Using the material below, return exactly the lines between the one holding "pub const ENV_API_BASE_URL: &str" and the one holding "pub fn file_settings(&self)", inclusive, and no others.

— Source records —
______

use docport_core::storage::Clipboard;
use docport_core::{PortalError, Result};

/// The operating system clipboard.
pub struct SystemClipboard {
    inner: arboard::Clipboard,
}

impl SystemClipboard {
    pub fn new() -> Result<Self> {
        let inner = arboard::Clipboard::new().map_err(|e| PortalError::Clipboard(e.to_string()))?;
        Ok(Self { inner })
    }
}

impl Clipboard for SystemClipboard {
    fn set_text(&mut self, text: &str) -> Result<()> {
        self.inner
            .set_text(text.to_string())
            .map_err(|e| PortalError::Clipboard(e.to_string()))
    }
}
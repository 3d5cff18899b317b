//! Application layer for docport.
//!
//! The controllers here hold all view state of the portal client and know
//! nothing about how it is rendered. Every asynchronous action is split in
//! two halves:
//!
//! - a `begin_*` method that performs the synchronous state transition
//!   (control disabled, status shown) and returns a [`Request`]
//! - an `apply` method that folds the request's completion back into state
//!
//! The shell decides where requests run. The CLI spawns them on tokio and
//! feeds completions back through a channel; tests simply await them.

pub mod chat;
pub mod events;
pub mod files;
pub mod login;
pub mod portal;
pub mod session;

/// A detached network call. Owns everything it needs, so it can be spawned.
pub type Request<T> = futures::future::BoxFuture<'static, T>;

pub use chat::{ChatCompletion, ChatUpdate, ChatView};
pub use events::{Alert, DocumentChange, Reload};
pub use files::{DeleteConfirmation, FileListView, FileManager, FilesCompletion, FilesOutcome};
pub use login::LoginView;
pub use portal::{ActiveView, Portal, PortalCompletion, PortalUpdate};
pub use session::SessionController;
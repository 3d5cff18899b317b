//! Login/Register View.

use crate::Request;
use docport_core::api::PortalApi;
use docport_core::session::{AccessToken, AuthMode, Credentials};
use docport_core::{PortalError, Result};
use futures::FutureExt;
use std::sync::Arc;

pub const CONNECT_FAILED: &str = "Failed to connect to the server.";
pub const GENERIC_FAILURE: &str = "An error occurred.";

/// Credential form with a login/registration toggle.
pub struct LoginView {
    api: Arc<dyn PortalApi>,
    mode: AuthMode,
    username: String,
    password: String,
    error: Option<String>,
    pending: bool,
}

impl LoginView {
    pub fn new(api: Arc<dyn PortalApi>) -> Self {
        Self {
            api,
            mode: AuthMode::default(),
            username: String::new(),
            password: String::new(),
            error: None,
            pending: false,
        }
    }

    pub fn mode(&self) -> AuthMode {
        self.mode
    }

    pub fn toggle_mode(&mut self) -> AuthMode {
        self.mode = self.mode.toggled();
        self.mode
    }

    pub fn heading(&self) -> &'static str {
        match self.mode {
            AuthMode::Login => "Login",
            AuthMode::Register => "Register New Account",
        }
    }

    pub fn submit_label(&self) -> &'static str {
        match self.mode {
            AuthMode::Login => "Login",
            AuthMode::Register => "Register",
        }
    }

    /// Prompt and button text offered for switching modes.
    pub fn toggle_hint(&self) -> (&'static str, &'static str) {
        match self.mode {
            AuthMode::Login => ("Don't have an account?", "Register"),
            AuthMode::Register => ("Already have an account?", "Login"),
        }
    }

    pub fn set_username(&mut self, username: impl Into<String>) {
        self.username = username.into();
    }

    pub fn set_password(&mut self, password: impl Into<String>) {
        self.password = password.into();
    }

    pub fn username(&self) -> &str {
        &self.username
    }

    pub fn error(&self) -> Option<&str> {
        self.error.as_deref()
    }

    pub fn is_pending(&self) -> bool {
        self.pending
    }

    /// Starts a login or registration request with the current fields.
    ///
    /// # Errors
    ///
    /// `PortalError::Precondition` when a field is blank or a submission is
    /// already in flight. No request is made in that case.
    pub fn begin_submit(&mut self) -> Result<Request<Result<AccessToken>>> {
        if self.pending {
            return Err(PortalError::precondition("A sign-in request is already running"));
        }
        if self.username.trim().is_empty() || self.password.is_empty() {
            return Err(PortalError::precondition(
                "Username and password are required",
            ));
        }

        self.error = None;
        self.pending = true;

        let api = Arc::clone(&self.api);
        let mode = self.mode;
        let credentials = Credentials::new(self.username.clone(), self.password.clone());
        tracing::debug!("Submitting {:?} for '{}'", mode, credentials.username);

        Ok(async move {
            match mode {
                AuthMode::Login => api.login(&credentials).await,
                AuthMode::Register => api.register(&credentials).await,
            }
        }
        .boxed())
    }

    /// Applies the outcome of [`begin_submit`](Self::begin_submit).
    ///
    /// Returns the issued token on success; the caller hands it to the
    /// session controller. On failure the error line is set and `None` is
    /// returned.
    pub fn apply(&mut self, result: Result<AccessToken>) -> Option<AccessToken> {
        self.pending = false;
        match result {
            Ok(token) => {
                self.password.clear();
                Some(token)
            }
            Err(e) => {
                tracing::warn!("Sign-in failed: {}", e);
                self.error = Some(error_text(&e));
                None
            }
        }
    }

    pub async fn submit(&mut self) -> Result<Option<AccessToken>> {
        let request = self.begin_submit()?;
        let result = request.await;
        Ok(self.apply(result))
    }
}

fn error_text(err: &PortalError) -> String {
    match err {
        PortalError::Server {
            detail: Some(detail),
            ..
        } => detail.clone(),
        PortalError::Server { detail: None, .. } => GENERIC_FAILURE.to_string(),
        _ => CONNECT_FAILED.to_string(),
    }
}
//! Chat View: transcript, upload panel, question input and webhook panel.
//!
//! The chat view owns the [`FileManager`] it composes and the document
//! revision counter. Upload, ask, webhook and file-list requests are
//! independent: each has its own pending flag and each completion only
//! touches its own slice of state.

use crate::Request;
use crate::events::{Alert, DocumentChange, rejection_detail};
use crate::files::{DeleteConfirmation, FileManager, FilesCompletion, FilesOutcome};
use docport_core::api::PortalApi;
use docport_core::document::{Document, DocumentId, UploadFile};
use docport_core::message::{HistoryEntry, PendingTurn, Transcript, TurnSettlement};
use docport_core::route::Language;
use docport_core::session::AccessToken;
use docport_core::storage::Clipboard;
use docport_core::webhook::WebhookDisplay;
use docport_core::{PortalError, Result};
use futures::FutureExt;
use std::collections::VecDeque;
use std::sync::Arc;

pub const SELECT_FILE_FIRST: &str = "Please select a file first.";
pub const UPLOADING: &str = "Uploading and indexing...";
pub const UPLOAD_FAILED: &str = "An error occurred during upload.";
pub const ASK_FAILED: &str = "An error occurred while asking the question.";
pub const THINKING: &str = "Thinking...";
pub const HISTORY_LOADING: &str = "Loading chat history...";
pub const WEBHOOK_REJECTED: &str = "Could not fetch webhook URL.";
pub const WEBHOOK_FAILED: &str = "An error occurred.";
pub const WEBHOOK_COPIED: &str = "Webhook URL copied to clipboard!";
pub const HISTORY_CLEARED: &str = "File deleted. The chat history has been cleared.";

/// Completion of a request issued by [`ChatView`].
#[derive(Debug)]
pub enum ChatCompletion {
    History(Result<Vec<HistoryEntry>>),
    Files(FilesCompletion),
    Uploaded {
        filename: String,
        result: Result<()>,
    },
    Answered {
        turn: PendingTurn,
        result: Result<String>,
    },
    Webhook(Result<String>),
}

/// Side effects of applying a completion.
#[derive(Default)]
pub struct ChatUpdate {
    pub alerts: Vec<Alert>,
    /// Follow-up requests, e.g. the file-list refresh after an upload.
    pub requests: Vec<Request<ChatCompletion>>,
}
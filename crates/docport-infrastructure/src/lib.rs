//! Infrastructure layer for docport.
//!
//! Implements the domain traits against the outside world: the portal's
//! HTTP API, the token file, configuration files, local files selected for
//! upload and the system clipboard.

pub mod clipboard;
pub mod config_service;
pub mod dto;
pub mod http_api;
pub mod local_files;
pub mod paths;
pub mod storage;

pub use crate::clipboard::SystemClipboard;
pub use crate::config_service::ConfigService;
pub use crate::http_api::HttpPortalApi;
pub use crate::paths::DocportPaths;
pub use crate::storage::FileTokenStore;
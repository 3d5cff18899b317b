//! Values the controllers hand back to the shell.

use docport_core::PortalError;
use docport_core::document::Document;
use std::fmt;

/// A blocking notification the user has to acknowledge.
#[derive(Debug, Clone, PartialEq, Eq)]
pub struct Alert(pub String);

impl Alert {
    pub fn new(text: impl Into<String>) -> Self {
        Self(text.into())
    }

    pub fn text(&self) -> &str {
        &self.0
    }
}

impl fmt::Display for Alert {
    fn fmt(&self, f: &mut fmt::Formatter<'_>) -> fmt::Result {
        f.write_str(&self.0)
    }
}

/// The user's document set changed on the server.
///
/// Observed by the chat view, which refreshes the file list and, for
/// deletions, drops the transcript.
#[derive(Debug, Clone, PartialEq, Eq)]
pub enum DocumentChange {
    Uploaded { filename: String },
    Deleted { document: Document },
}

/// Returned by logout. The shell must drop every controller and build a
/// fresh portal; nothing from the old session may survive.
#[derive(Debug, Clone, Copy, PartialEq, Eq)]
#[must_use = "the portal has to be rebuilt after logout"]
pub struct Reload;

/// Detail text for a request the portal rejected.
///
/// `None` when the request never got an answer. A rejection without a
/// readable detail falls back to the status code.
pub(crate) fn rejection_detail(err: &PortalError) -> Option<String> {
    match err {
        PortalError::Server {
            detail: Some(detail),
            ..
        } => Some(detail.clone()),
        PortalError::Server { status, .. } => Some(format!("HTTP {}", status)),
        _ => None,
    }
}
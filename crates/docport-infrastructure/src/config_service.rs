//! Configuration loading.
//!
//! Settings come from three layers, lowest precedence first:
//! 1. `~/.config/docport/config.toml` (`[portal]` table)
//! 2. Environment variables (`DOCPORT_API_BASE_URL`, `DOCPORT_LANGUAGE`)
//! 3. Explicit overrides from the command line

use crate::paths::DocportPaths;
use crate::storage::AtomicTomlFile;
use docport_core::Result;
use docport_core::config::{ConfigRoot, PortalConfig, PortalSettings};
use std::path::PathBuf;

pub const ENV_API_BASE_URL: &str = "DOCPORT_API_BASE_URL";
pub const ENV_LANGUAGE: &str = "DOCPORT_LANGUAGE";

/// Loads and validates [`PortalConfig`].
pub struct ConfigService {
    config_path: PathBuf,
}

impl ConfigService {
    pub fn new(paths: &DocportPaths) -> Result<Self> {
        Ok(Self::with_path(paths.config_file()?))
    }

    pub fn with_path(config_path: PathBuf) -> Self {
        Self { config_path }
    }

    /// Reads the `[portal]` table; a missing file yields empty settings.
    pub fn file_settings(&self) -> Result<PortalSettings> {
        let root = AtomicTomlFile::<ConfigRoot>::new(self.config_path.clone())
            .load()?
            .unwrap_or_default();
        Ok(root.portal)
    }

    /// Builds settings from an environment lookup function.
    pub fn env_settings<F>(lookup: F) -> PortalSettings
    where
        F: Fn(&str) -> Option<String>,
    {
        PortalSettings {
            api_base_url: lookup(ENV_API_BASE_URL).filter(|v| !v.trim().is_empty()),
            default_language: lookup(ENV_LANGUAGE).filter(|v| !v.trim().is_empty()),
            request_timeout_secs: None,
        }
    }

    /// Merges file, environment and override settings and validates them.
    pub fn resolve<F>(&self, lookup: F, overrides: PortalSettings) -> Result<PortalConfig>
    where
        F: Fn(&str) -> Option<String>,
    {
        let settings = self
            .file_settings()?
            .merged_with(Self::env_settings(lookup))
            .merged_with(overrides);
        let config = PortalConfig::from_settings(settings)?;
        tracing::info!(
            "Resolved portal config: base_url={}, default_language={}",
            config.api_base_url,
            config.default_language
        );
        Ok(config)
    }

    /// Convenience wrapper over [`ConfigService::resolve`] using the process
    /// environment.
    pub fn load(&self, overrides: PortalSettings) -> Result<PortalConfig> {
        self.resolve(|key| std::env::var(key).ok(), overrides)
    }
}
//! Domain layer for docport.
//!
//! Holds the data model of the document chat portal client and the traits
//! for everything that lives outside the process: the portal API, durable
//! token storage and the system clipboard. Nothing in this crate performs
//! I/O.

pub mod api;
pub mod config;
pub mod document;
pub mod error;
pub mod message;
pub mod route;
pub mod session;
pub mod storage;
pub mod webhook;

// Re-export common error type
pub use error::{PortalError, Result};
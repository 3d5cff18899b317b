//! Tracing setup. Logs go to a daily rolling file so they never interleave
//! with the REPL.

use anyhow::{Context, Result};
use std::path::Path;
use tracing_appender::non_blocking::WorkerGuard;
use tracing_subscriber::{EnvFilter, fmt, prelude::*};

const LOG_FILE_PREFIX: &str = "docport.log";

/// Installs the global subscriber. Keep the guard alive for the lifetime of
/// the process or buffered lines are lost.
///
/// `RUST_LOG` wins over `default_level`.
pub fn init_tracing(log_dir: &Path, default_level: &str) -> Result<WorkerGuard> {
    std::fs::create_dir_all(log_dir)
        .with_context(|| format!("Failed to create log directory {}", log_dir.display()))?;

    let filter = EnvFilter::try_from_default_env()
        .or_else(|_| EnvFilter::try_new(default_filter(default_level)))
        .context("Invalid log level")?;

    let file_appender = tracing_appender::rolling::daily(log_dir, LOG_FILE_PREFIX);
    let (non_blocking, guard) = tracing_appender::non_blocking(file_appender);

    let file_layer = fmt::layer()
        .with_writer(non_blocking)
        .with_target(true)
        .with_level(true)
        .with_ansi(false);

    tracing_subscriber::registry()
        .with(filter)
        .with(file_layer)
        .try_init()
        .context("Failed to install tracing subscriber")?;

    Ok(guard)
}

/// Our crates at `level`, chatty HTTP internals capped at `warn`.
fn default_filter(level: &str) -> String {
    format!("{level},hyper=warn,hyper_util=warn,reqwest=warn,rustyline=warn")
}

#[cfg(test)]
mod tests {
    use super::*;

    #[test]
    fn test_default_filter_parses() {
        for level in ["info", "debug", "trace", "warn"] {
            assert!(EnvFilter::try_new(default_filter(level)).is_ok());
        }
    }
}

______

— Output —
pub const ENV_API_BASE_URL: &str = "DOCPORT_API_BASE_URL";
pub const ENV_LANGUAGE: &str = "DOCPORT_LANGUAGE";

/// Loads and validates [`PortalConfig`].
pub struct ConfigService {
    config_path: PathBuf,
}

impl ConfigService {
    pub fn new(paths: &DocportPaths) -> Result<Self> {
        Ok(Self::with_path(paths.config_file()?))
    }

    pub fn with_path(config_path: PathBuf) -> Self {
        Self { config_path }
    }

    /// Reads the `[portal]` table; a missing file yields empty settings.
    pub fn file_settings(&self) -> Result<PortalSettings> {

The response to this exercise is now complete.